Eastern Michigan is home to one of the most active crafts movements in the country.

By Eva Hagberg

Posted March 19, 2008

“We’d start doing these tile shows that were just tile, and we’d think, How could anyone make a living at this?” says Marcia Hovland, part of a loose-knit group of Michigan-based tile-makers, reminiscing about the good old days before the tile industry took off. “And now everyone is doing really well.”

Hovland is one of the artisans who came up through Detroit’s famed Pewabic Pottery—a tile factory, exhibition space, and educational facility. She studied there with David Ellison—a name that comes up again and again in conversation with these eastern- Michigan tile fiends—and rea­lized that she could turn her painting and design background into a whole new bag of (ceramic) chips.

Karim Motawi runs Motawi Tileworks out of Ann Arbor with his sister, Nawal.

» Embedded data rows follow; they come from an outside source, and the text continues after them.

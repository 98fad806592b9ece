//! Built-in reference suites. Only a handful of classic functions are provided; their
//! instance transformations are deliberately simple (a seeded shift or bit mask).

use super::{Bounds, Objective, OptimizationType, ProblemType};
use once_cell::sync::Lazy;
use rand::{rngs::StdRng, Rng, SeedableRng};
use std::sync::Arc;

/// rule on the dimension a suite function accepts
#[derive(Clone, Copy, Debug, PartialEq, Eq)]
pub enum DimensionRule {
    Any,
    AtLeast(usize),
    PerfectSquare,
}

impl DimensionRule {
    pub fn accepts(&self, dimension: usize) -> bool {
        match self {
            Self::Any => dimension > 0,
            Self::AtLeast(min) => dimension >= *min,
            Self::PerfectSquare => {
                let root = (dimension as f64).sqrt().round() as usize;
                dimension > 0 && root * root == dimension
            }
        }
    }
}

pub type Builder = fn(u32, usize) -> Arc<dyn Objective>;

/// static description of one built-in function
#[derive(Clone, Copy, Debug)]
pub struct SuiteEntry {
    pub id: u32,
    pub name: &'static str,
    pub problem_type: ProblemType,
    pub optimization_type: OptimizationType,
    pub bounds: Bounds,
    pub rule: DimensionRule,
    pub build: Builder,
}

fn real(id: u32, name: &'static str, build: Builder) -> SuiteEntry {
    SuiteEntry {
        id,
        name,
        problem_type: ProblemType::Real,
        optimization_type: OptimizationType::Minimization,
        bounds: Bounds::new(-5.0, 5.0),
        rule: DimensionRule::AtLeast(2),
        build,
    }
}

fn integer(id: u32, name: &'static str, rule: DimensionRule, build: Builder) -> SuiteEntry {
    SuiteEntry {
        id,
        name,
        problem_type: ProblemType::Integer,
        optimization_type: OptimizationType::Maximization,
        bounds: Bounds::new(0.0, 1.0),
        rule,
        build,
    }
}

pub static BUILTIN: Lazy<Vec<SuiteEntry>> = Lazy::new(|| {
    vec![
        real(1, "Sphere", |instance, dimension| {
            Arc::new(Sphere(Shift::new(1, instance, dimension)))
        }),
        real(2, "Ellipsoid", |instance, dimension| {
            Arc::new(Ellipsoid(Shift::new(2, instance, dimension)))
        }),
        real(3, "Rastrigin", |instance, dimension| {
            Arc::new(Rastrigin(Shift::new(3, instance, dimension)))
        }),
        integer(1, "OneMax", DimensionRule::Any, |instance, dimension| {
            Arc::new(OneMax(Mask::new(1, instance, dimension)))
        }),
        integer(2, "LeadingOnes", DimensionRule::Any, |instance, dimension| {
            Arc::new(LeadingOnes(Mask::new(2, instance, dimension)))
        }),
        integer(23, "NQueens", DimensionRule::PerfectSquare, |_, dimension| {
            Arc::new(NQueens::new(dimension))
        }),
    ]
});

fn instance_rng(function: u32, instance: u32) -> StdRng {
    StdRng::seed_from_u64(u64::from(function) * 10_000 + u64::from(instance))
}

/// optimum location of a real-valued instance; instance 1 is unshifted
#[derive(Debug)]
struct Shift(Vec<f64>);

impl Shift {
    fn new(function: u32, instance: u32, dimension: usize) -> Self {
        if instance <= 1 {
            return Self(vec![0.0; dimension]);
        }

        let mut rng = instance_rng(function, instance);
        Self((0..dimension).map(|_| rng.gen_range(-4.0..4.0)).collect())
    }

    fn apply<'a>(&'a self, x: &'a [f64]) -> impl Iterator<Item = f64> + 'a {
        x.iter().zip(self.0.iter()).map(|(x, shift)| x - shift)
    }
}

#[derive(Debug)]
struct Sphere(Shift);

impl Objective for Sphere {
    fn evaluate(&self, x: &[f64]) -> f64 {
        self.0.apply(x).map(|z| z * z).sum()
    }
}

#[derive(Debug)]
struct Ellipsoid(Shift);

impl Objective for Ellipsoid {
    fn evaluate(&self, x: &[f64]) -> f64 {
        let n = x.len().max(2) as f64;

        self.0
            .apply(x)
            .enumerate()
            .map(|(i, z)| 10f64.powf(6.0 * i as f64 / (n - 1.0)) * z * z)
            .sum()
    }
}

#[derive(Debug)]
struct Rastrigin(Shift);

impl Objective for Rastrigin {
    fn evaluate(&self, x: &[f64]) -> f64 {
        let n = x.len() as f64;

        10.0 * n
            + self
                .0
                .apply(x)
                .map(|z| z * z - 10.0 * (2.0 * std::f64::consts::PI * z).cos())
                .sum::<f64>()
    }
}

/// xor mask of a pseudo-boolean instance; instance 1 is unmasked
#[derive(Debug)]
struct Mask(Vec<bool>);

impl Mask {
    fn new(function: u32, instance: u32, dimension: usize) -> Self {
        if instance <= 1 {
            return Self(vec![false; dimension]);
        }

        let mut rng = instance_rng(function, instance);
        Self((0..dimension).map(|_| rng.gen_bool(0.5)).collect())
    }

    fn apply<'a>(&'a self, x: &'a [f64]) -> impl Iterator<Item = bool> + 'a {
        x.iter()
            .zip(self.0.iter())
            .map(|(x, flip)| (*x >= 0.5) ^ flip)
    }
}

#[derive(Debug)]
struct OneMax(Mask);

impl Objective for OneMax {
    fn evaluate(&self, x: &[f64]) -> f64 {
        self.0.apply(x).filter(|bit| *bit).count() as f64
    }
}

#[derive(Debug)]
struct LeadingOnes(Mask);

impl Objective for LeadingOnes {
    fn evaluate(&self, x: &[f64]) -> f64 {
        self.0.apply(x).take_while(|bit| *bit).count() as f64
    }
}

/// queens on an n x n board, penalized per conflicting pair
#[derive(Debug)]
struct NQueens {
    n: usize,
}

impl NQueens {
    fn new(dimension: usize) -> Self {
        Self {
            n: (dimension as f64).sqrt().round() as usize,
        }
    }
}

impl Objective for NQueens {
    fn evaluate(&self, x: &[f64]) -> f64 {
        let queens: Vec<(i64, i64)> = x
            .iter()
            .enumerate()
            .filter(|(_, value)| **value >= 0.5)
            .map(|(i, _)| ((i / self.n) as i64, (i % self.n) as i64))
            .collect();

        let mut conflicts = 0usize;
        for (a, (ra, ca)) in queens.iter().enumerate() {
            for (rb, cb) in queens.iter().skip(a + 1) {
                if ra == rb || ca == cb || (ra - rb).abs() == (ca - cb).abs() {
                    conflicts += 1;
                }
            }
        }

        queens.len() as f64 - (self.n as f64) * conflicts as f64
    }
}
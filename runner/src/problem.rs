mod registry;
mod suites;

pub use registry::{ObjectiveFn, ProblemRegistry};

use crate::logger::{LogInfo, Logger};
use serde::{Deserialize, Serialize};
use std::{fmt, sync::Arc};
use tracing::debug;

/// identifier of a problem inside its suite, either by number or by name
#[derive(Deserialize, Serialize, Clone, Debug, PartialEq, Eq, Hash, PartialOrd, Ord)]
#[serde(untagged)]
pub enum ProblemId {
    Id(u32),
    Name(String),
}

impl fmt::Display for ProblemId {
    fn fmt(&self, f: &mut fmt::Formatter<'_>) -> fmt::Result {
        match self {
            Self::Id(id) => write!(f, "{id}"),
            Self::Name(name) => f.write_str(name),
        }
    }
}

impl From<u32> for ProblemId {
    fn from(id: u32) -> Self {
        Self::Id(id)
    }
}

impl From<&str> for ProblemId {
    fn from(name: &str) -> Self {
        Self::Name(name.to_string())
    }
}

/// search space family of a suite
#[derive(Deserialize, Serialize, Clone, Copy, Debug, PartialEq, Eq, Hash, PartialOrd, Ord)]
#[serde(rename_all = "lowercase")]
pub enum ProblemType {
    Real,
    Integer,
}

impl fmt::Display for ProblemType {
    fn fmt(&self, f: &mut fmt::Formatter<'_>) -> fmt::Result {
        match self {
            Self::Real => f.write_str("Real"),
            Self::Integer => f.write_str("Integer"),
        }
    }
}

#[derive(Deserialize, Serialize, Clone, Copy, Debug, PartialEq, Eq)]
#[serde(rename_all = "lowercase")]
pub enum OptimizationType {
    Minimization,
    Maximization,
}

impl OptimizationType {
    /// true if `candidate` is strictly better than `reference`
    pub fn improves(&self, candidate: f64, reference: f64) -> bool {
        match self {
            Self::Minimization => candidate < reference,
            Self::Maximization => candidate > reference,
        }
    }

    /// worst possible value, used as the initial best-so-far
    pub fn initial(&self) -> f64 {
        match self {
            Self::Minimization => f64::INFINITY,
            Self::Maximization => f64::NEG_INFINITY,
        }
    }
}

/// identity of an instantiated problem
#[derive(Clone, Debug, PartialEq)]
pub struct MetaData {
    pub problem_id: u32,
    pub instance: u32,
    pub name: String,
    pub n_variables: usize,
    pub optimization_type: OptimizationType,
    pub problem_type: ProblemType,
}

/// box constraints shared by every coordinate
#[derive(Clone, Copy, Debug, PartialEq)]
pub struct Bounds {
    pub lower: f64,
    pub upper: f64,
}

impl Bounds {
    pub fn new(lower: f64, upper: f64) -> Self {
        Self { lower, upper }
    }

    /// sum of squared distances of `x` to the box, zero when inside
    pub fn violation(&self, x: &[f64]) -> f64 {
        x.iter()
            .map(|value| {
                if *value < self.lower {
                    (self.lower - value).powi(2)
                } else if *value > self.upper {
                    (value - self.upper).powi(2)
                } else {
                    0.0
                }
            })
            .sum()
    }
}

/// evaluation bookkeeping of the current run
#[derive(Clone, Debug, PartialEq)]
pub struct State {
    pub evaluations: usize,
    pub current_y: f64,
    pub best_y: f64,
    pub best_x: Vec<f64>,
}

impl State {
    fn new(optimization_type: OptimizationType) -> Self {
        Self {
            evaluations: 0,
            current_y: f64::NAN,
            best_y: optimization_type.initial(),
            best_x: Vec::new(),
        }
    }
}

/// The problem contract consumed by the runner: a resettable objective with an identity
/// that loggers can be attached to.
pub trait Problem: Send {
    fn meta_data(&self) -> &MetaData;

    fn bounds(&self) -> Bounds;

    fn state(&self) -> &State;

    /// evaluate `x`, returning the (possibly penalized) objective value
    fn evaluate(&mut self, x: &[f64]) -> f64;

    /// end the current run and start a fresh one
    fn reset(&mut self);

    fn attach_logger(&mut self, logger: Box<dyn Logger>);

    fn detach_logger(&mut self) -> Option<Box<dyn Logger>>;

    fn logger_mut(&mut self) -> Option<&mut (dyn Logger + 'static)>;

    /// penalize out-of-bounds queries instead of evaluating them blindly
    fn enforce_bounds(&mut self, weight: f64);
}

/// pure objective function, as provided by a suite or wrapped from a closure
pub trait Objective: Send + Sync {
    fn evaluate(&self, x: &[f64]) -> f64;
}

/// the concrete problem handed to algorithms
pub struct BenchmarkProblem {
    meta: MetaData,
    bounds: Bounds,
    objective: Arc<dyn Objective>,
    state: State,
    logger: Option<Box<dyn Logger>>,
    penalty_weight: Option<f64>,
}

impl fmt::Debug for BenchmarkProblem {
    fn fmt(&self, f: &mut fmt::Formatter<'_>) -> fmt::Result {
        f.debug_struct("BenchmarkProblem")
            .field("meta", &self.meta)
            .field("bounds", &self.bounds)
            .field("state", &self.state)
            .field("logged", &self.logger.is_some())
            .field("penalty_weight", &self.penalty_weight)
            .finish()
    }
}

impl BenchmarkProblem {
    pub fn new(meta: MetaData, bounds: Bounds, objective: Arc<dyn Objective>) -> Self {
        Self {
            state: State::new(meta.optimization_type),
            meta,
            bounds,
            objective,
            logger: None,
            penalty_weight: None,
        }
    }
}

impl Problem for BenchmarkProblem {
    fn meta_data(&self) -> &MetaData {
        &self.meta
    }

    fn bounds(&self) -> Bounds {
        self.bounds
    }

    fn state(&self) -> &State {
        &self.state
    }

    fn evaluate(&mut self, x: &[f64]) -> f64 {
        let raw_y = self.objective.evaluate(x);

        let (violation, penalty) = match self.penalty_weight {
            Some(weight) => {
                let violation = self.bounds.violation(x);
                (violation, weight * violation)
            }
            None => (0.0, 0.0),
        };
        let y = match self.meta.optimization_type {
            OptimizationType::Minimization => raw_y + penalty,
            OptimizationType::Maximization => raw_y - penalty,
        };

        self.state.evaluations += 1;
        self.state.current_y = y;
        let has_improved = self
            .meta
            .optimization_type
            .improves(y, self.state.best_y);
        if has_improved {
            self.state.best_y = y;
            self.state.best_x = x.to_vec();
        }

        if let Some(logger) = self.logger.as_mut() {
            logger.log(&LogInfo {
                evaluations: self.state.evaluations,
                raw_y,
                y,
                best_y: self.state.best_y,
                has_improved,
                violation,
                penalty,
                x,
            });
        }

        y
    }

    fn reset(&mut self) {
        if let Some(logger) = self.logger.as_mut() {
            logger.reset();
        }

        debug!(
            problem = self.meta.problem_id,
            instance = self.meta.instance,
            evaluations = self.state.evaluations,
            "Resetting problem"
        );
        self.state = State::new(self.meta.optimization_type);
    }

    fn attach_logger(&mut self, mut logger: Box<dyn Logger>) {
        logger.attach_problem(&self.meta);
        self.logger = Some(logger);
    }

    fn detach_logger(&mut self) -> Option<Box<dyn Logger>> {
        self.logger.take()
    }

    fn logger_mut(&mut self) -> Option<&mut (dyn Logger + 'static)> {
        self.logger.as_deref_mut()
    }

    fn enforce_bounds(&mut self, weight: f64) {
        self.penalty_weight = Some(weight);
    }
}

#[cfg(test)]
mod tests {
    use super::*;

    struct Sum;

    impl Objective for Sum {
        fn evaluate(&self, x: &[f64]) -> f64 {
            x.iter().sum()
        }
    }

    fn problem(optimization_type: OptimizationType) -> BenchmarkProblem {
        BenchmarkProblem::new(
            MetaData {
                problem_id: 1,
                instance: 1,
                name: "Sum".into(),
                n_variables: 2,
                optimization_type,
                problem_type: ProblemType::Real,
            },
            Bounds::new(-1.0, 1.0),
            Arc::new(Sum),
        )
    }

    #[test]
    fn tracks_best_so_far() {
        let mut p = problem(OptimizationType::Minimization);
        p.evaluate(&[0.5, 0.5]);
        p.evaluate(&[-0.5, 0.0]);
        p.evaluate(&[1.0, 1.0]);

        assert_eq!(p.state().evaluations, 3);
        assert_eq!(p.state().best_y, -0.5);
        assert_eq!(p.state().best_x, vec![-0.5, 0.0]);
        assert_eq!(p.state().current_y, 2.0);
    }

    #[test]
    fn reset_starts_a_new_run() {
        let mut p = problem(OptimizationType::Maximization);
        p.evaluate(&[0.5, 0.5]);
        p.reset();

        assert_eq!(p.state().evaluations, 0);
        assert_eq!(p.state().best_y, f64::NEG_INFINITY);
    }

    #[test]
    fn enforced_bounds_penalize() {
        let mut p = problem(OptimizationType::Minimization);
        assert_eq!(p.evaluate(&[3.0, 0.0]), 3.0);

        p.enforce_bounds(2.0);
        // violation is (3 - 1)^2 = 4, weighted by 2
        assert_eq!(p.evaluate(&[3.0, 0.0]), 11.0);
        assert_eq!(p.evaluate(&[0.5, 0.0]), 0.5);

        let mut p = problem(OptimizationType::Maximization);
        p.enforce_bounds(1.0);
        assert_eq!(p.evaluate(&[-2.0, 0.0]), -3.0);
    }

    #[test]
    fn problem_id_from_yaml() {
        let ids: Vec<ProblemId> = serde_yaml::from_str("[1, Sphere]").unwrap();
        assert_eq!(ids, vec![ProblemId::Id(1), ProblemId::Name("Sphere".into())]);
    }
}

The company makes historically influenced pottery in line with the types of things that were produced in the earliest days of Pewabic in the 1900s. “We’re literally plowing through the history books and the source books, the old catalogs,” he says. “We’re trying to re-create the lost craft.” As the official Frank Lloyd Wright licensee, it’s reproducing just fine.

Motawi Tileworks operates on a relatively tiny scale—it produces 18,000 square feet of tile a year, a drop in the bucket—and so do many of its local cohorts, which is why they’re so happy to know Joseph Taylor, president of the Tile Heritage Foundation, which works to raise the historic craft’s profile. “They are like tile cheerleaders,” Motawi says.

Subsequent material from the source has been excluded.